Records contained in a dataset
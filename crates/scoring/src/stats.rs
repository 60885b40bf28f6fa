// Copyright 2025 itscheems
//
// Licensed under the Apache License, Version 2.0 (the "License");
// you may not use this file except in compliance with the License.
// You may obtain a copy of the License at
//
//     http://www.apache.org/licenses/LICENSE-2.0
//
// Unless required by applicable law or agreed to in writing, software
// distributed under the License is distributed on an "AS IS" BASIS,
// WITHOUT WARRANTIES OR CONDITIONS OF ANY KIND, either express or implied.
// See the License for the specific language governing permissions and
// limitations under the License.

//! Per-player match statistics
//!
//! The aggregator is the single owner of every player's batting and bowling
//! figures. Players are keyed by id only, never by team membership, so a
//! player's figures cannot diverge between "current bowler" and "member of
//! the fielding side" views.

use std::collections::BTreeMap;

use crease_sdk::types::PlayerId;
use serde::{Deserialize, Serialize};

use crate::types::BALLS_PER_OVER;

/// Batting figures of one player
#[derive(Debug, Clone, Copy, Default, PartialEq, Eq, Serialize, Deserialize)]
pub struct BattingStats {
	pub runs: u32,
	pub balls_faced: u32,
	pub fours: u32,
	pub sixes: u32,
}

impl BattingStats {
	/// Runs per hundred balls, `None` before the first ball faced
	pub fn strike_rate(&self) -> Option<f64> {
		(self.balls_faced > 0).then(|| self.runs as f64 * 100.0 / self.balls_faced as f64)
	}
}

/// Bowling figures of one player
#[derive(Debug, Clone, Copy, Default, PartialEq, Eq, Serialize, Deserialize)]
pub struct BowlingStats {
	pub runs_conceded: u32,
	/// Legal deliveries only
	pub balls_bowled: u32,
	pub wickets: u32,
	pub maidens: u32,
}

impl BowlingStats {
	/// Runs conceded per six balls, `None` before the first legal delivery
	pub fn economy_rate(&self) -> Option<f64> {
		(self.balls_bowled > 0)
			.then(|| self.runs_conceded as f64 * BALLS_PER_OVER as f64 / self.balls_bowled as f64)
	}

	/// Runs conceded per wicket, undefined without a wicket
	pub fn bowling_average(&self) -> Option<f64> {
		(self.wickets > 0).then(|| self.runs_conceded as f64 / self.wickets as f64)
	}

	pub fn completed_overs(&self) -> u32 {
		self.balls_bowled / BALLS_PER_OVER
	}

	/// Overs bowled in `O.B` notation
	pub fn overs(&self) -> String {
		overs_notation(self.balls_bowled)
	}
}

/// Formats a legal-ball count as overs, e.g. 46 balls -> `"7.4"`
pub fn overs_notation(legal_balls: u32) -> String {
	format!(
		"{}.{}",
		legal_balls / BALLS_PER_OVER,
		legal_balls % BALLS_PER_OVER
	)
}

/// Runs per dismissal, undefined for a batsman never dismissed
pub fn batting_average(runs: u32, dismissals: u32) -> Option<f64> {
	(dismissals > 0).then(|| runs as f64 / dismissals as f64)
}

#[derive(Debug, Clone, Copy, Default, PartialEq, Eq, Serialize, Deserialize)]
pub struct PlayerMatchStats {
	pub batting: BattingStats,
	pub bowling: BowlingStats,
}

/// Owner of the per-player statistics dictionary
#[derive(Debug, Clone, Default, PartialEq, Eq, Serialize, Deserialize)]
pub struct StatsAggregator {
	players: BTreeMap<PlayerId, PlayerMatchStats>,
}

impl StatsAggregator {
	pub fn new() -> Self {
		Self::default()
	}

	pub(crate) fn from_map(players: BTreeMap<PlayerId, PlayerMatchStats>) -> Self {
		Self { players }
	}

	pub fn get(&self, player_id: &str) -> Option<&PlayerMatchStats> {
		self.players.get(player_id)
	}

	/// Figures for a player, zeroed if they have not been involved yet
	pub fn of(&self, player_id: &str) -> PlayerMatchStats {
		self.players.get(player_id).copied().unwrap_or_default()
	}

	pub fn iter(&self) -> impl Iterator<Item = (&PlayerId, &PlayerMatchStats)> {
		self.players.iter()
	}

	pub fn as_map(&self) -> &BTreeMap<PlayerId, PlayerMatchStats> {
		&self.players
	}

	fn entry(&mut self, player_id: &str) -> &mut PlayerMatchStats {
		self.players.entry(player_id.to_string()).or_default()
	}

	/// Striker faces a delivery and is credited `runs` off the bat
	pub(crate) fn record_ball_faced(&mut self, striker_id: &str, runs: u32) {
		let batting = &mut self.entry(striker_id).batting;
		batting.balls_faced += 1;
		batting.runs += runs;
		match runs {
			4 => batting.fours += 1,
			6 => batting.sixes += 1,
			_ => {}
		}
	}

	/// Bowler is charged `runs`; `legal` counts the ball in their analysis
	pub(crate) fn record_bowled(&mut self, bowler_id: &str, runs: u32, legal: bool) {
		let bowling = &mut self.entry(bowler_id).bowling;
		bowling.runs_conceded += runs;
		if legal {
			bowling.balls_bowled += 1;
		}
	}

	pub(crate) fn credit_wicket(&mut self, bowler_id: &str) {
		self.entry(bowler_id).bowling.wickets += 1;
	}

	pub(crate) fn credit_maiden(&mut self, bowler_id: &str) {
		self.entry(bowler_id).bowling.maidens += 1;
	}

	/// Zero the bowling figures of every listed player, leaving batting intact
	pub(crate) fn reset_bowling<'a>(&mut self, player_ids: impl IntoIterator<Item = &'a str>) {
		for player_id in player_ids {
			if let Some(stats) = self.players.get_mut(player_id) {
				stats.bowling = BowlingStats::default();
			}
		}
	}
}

Work request: Filter the entries down to the lines holding the string "wickets". Copy each of those lines.

Completed task:
	pub wickets: u32,
		(self.wickets > 0).then(|| self.runs_conceded as f64 / self.wickets as f64)
		self.entry(bowler_id).bowling.wickets += 1;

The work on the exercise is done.